小説の舞台裏やエピソード、作者の想いを紹介します。

小説名:No.292 決意の花火
実話度:★★★★★(100%)
語り手:男性

実話度は、一部を除いてほぼ100%ですが、小説のタイトルを見てもどんな話だったのか思い出すことができませんでした。

あらためて読んで見ると・・・自分で言うのもなんですが、胸が熱くなりました。実話度が示す通り、ドラマのような展開が、現実に起き
ようとしていました。
彼女は彼と住んではいるものの、住んでいる理由はそう単純なモノではありませんでした。端的に書けば行き場所がない彼女にとっての“転がり先”だったわけです。多少の恋愛感情がなかったわけではないものの、“住まわせてもらっている”という、負い目からきた感情だったのかもしれません。

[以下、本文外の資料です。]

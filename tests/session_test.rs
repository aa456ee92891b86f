//! Integration tests for StoreSession inventory and checkout rules

use rust_decimal::Decimal;

use storecart::application::{CartAddOutcome, CartRemoveOutcome, StoreSession};
use storecart::domain::CatalogTree;

fn price(text: &str) -> Decimal {
    text.parse().unwrap()
}

fn sample_session() -> StoreSession {
    let mut catalog = CatalogTree::new();
    catalog.add_product("Electronics", "Laptops", "MacBook", price("2000.00"), 2);
    catalog.add_product("Grocery", "Produce", "Bananas", price("1.29"), 140);
    catalog.add_product("Grocery", "Produce", "Avocado", price("2.50"), 0);
    StoreSession::new(catalog)
}

fn stock_of(session: &StoreSession, product: &str) -> u32 {
    session
        .catalog()
        .locate(product)
        .map(|found| found.record.quantity)
        .unwrap_or(0)
}

// ============================================================
// Cart Addition Tests
// ============================================================

#[test]
fn given_stocked_product_when_adding_to_cart_then_stock_decrements() {
    // Arrange
    let mut session = sample_session();

    // Act
    let outcome = session.add_to_cart("Bananas");

    // Assert: one unit moved from shelf to cart
    assert_eq!(outcome, CartAddOutcome::Added { remaining: 139 });
    assert_eq!(stock_of(&session, "Bananas"), 139);
    assert_eq!(session.cart().items(), vec!["Bananas"]);
}

#[test]
fn given_exhausted_product_when_adding_to_cart_then_cart_is_unchanged() {
    // Arrange: Avocado starts at zero stock
    let mut session = sample_session();

    // Act
    let outcome = session.add_to_cart("Avocado");

    // Assert
    assert_eq!(outcome, CartAddOutcome::OutOfStock);
    assert!(session.cart().is_empty());
    assert_eq!(stock_of(&session, "Avocado"), 0);
}

#[test]
fn given_unknown_product_when_adding_to_cart_then_reports_unknown() {
    let mut session = sample_session();

    let outcome = session.add_to_cart("Durian");

    assert_eq!(outcome, CartAddOutcome::UnknownProduct);
    assert!(session.cart().is_empty());
}

#[test]
fn given_two_units_in_stock_when_adding_three_times_then_third_is_refused() {
    // Arrange
    let mut session = sample_session();

    // Act + Assert: the shelf empties one unit per add
    assert_eq!(
        session.add_to_cart("MacBook"),
        CartAddOutcome::Added { remaining: 1 }
    );
    assert_eq!(
        session.add_to_cart("MacBook"),
        CartAddOutcome::Added { remaining: 0 }
    );
    assert_eq!(session.add_to_cart("MacBook"), CartAddOutcome::OutOfStock);
    assert_eq!(session.cart().len(), 2);
}

// ============================================================
// Cart Removal Tests
// ============================================================

#[test]
fn given_item_in_cart_when_removing_then_one_unit_is_restocked() {
    // Arrange
    let mut session = sample_session();
    session.add_to_cart("Bananas");
    assert_eq!(stock_of(&session, "Bananas"), 139);

    // Act
    let outcome = session.remove_from_cart("Bananas");

    // Assert: the unit goes back on the shelf
    assert_eq!(outcome, CartRemoveOutcome::Removed);
    assert_eq!(stock_of(&session, "Bananas"), 140);
    assert!(session.cart().is_empty());
}

#[test]
fn given_item_not_in_cart_when_removing_then_stock_is_untouched() {
    // Arrange
    let mut session = sample_session();
    session.add_to_cart("Bananas");

    // Act
    let outcome = session.remove_from_cart("MacBook");

    // Assert
    assert_eq!(outcome, CartRemoveOutcome::NotInCart);
    assert_eq!(stock_of(&session, "MacBook"), 2);
    assert_eq!(session.cart().items(), vec!["Bananas"]);
}

#[test]
fn given_duplicate_items_when_removing_one_then_only_one_unit_returns() {
    // Arrange
    let mut session = sample_session();
    session.add_to_cart("Bananas");
    session.add_to_cart("Bananas");
    assert_eq!(stock_of(&session, "Bananas"), 138);

    // Act
    session.remove_from_cart("Bananas");

    // Assert
    assert_eq!(stock_of(&session, "Bananas"), 139);
    assert_eq!(session.cart().items(), vec!["Bananas"]);
}

// ============================================================
// Summary Tests
// ============================================================

#[test]
fn given_mixed_cart_when_summarizing_then_totals_cover_duplicates() {
    // Arrange
    let mut session = sample_session();
    session.add_to_cart("Bananas");
    session.add_to_cart("MacBook");
    session.add_to_cart("Bananas");

    // Act
    let summary = session.summary();

    // Assert: 2 x 1.29 + 2000.00
    assert_eq!(summary.total_items, 3);
    assert_eq!(summary.total_price, price("2002.58"));
}

#[test]
fn given_empty_cart_when_summarizing_then_totals_are_zero() {
    let session = sample_session();

    let summary = session.summary();

    assert_eq!(summary.total_items, 0);
    assert_eq!(summary.total_price, Decimal::ZERO);
}

// ============================================================
// Checkout Tests
// ============================================================

#[test]
fn given_duplicates_when_checking_out_then_receipt_groups_in_first_seen_order() {
    // Arrange
    let mut session = sample_session();
    session.add_to_cart("Bananas");
    session.add_to_cart("MacBook");
    session.add_to_cart("Bananas");

    // Act
    let receipt = session.checkout();

    // Assert: one line per product, ordered by first appearance
    assert_eq!(receipt.lines.len(), 2);
    assert_eq!(receipt.lines[0].product, "Bananas");
    assert_eq!(receipt.lines[0].quantity, 2);
    assert_eq!(receipt.lines[0].unit_price, price("1.29"));
    assert_eq!(receipt.lines[0].line_total, price("2.58"));
    assert_eq!(receipt.lines[1].product, "MacBook");
    assert_eq!(receipt.lines[1].quantity, 1);
    assert_eq!(receipt.lines[1].line_total, price("2000.00"));
    assert_eq!(receipt.item_count, 3);
    assert_eq!(receipt.total, price("2002.58"));
}

#[test]
fn given_checkout_when_complete_then_cart_clears_and_stock_stays_sold() {
    // Arrange
    let mut session = sample_session();
    session.add_to_cart("Bananas");
    session.add_to_cart("Bananas");

    // Act
    session.checkout();

    // Assert: sold units do not return to the shelf
    assert!(session.cart().is_empty());
    assert_eq!(stock_of(&session, "Bananas"), 138);
}

#[test]
fn given_empty_cart_when_checking_out_then_receipt_is_empty() {
    let mut session = sample_session();

    let receipt = session.checkout();

    assert!(receipt.lines.is_empty());
    assert_eq!(receipt.item_count, 0);
    assert_eq!(receipt.total, Decimal::ZERO);
}

// ============================================================
// Cart Reset Tests
// ============================================================

#[test]
fn given_filled_cart_when_clearing_then_stock_is_not_restored() {
    // Arrange
    let mut session = sample_session();
    session.add_to_cart("Bananas");
    session.add_to_cart("MacBook");

    // Act
    session.clear_cart();

    // Assert: clearing abandons the units without restocking
    assert!(session.cart().is_empty());
    assert_eq!(stock_of(&session, "Bananas"), 139);
    assert_eq!(stock_of(&session, "MacBook"), 1);
}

冬のホタルの読者なら分かるとは思いますが、その彼女は“せいじゅうろうシリーズ”の菜緒に他なりません。
大袈裟ですが、彼女の脱出劇はこの小説に始まったことではなく、過去にも何度かありました。ただ、ここまで具体的に話が進んだことはなかったため、その期待は大きく膨らみました。その分、未遂で終ったときの落胆もまた大きなものでした。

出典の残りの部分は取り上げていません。